◆ **Saved data entries**
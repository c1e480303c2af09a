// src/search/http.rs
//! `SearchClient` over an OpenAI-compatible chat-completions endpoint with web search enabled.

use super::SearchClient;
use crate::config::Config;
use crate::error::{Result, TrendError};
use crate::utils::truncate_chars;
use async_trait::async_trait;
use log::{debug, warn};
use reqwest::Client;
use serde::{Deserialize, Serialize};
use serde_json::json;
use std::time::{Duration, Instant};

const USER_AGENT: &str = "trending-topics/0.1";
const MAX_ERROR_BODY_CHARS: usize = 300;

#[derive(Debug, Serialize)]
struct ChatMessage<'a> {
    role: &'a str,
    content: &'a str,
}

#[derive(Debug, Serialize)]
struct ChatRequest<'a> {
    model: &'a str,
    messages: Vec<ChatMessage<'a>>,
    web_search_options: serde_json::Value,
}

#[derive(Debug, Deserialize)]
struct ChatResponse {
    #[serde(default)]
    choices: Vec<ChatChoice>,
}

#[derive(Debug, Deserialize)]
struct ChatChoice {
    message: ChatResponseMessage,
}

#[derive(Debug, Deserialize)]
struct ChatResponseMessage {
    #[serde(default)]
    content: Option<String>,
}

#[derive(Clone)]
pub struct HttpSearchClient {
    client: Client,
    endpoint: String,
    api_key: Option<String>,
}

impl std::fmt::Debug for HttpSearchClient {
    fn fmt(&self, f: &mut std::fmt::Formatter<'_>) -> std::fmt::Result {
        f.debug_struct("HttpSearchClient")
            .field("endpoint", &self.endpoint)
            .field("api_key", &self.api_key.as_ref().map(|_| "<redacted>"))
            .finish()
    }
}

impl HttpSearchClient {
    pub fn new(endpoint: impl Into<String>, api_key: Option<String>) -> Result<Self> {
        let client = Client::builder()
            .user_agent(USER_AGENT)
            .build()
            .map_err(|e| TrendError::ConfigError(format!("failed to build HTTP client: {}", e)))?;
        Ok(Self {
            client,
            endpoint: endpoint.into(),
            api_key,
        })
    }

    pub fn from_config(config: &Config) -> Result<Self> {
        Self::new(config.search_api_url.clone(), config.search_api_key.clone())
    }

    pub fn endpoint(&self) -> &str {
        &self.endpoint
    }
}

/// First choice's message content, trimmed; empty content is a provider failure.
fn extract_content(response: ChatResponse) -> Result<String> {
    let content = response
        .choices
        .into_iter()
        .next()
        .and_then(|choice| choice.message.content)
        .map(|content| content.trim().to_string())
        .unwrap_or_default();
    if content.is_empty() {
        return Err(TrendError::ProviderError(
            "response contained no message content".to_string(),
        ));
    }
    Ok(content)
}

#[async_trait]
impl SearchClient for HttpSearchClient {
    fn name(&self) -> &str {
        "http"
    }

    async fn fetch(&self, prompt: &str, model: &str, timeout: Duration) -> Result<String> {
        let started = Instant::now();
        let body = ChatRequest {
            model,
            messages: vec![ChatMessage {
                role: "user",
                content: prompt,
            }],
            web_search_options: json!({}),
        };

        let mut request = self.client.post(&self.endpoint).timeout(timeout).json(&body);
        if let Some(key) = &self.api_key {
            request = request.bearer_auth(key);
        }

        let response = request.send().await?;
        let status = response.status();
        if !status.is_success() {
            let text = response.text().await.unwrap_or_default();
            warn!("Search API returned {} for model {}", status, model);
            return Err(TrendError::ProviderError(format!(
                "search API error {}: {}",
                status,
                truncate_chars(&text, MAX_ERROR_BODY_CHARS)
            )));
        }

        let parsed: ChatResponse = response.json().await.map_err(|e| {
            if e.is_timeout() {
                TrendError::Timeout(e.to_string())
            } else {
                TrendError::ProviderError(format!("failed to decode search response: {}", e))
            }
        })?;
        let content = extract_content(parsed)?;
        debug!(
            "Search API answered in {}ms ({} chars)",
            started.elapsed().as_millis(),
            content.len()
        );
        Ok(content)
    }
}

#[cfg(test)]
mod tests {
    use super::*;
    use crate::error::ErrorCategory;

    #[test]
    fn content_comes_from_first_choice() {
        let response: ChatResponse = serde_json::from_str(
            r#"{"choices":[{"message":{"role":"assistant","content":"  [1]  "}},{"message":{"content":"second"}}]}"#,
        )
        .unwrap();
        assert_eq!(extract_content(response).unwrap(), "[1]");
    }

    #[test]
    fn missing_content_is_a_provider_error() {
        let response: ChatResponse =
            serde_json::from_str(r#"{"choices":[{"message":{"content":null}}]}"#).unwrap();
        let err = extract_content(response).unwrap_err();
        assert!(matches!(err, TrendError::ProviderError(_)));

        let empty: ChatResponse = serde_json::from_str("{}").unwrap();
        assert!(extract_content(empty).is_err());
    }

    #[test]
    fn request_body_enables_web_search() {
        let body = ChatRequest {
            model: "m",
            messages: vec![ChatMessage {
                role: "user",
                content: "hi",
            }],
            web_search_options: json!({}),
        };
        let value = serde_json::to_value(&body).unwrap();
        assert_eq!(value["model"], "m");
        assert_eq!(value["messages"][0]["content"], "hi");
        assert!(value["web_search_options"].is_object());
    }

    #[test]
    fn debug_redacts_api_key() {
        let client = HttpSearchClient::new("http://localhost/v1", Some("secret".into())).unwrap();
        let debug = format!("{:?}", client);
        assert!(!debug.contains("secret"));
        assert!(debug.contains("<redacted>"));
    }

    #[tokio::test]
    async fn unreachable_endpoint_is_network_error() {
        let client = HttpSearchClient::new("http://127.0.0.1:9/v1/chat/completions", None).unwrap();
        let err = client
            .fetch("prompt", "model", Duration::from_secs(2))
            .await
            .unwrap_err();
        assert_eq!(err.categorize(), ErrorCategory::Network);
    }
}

◆ **Task details**
Take the lines above from the one containing "to decode search" down to the one containing "API answered in", and transcribe them exactly, both ends included.

◆ **The answer**
                TrendError::ProviderError(format!("failed to decode search response: {}", e))
            }
        })?;
        let content = extract_content(parsed)?;
        debug!(
            "Search API answered in {}ms ({} chars)",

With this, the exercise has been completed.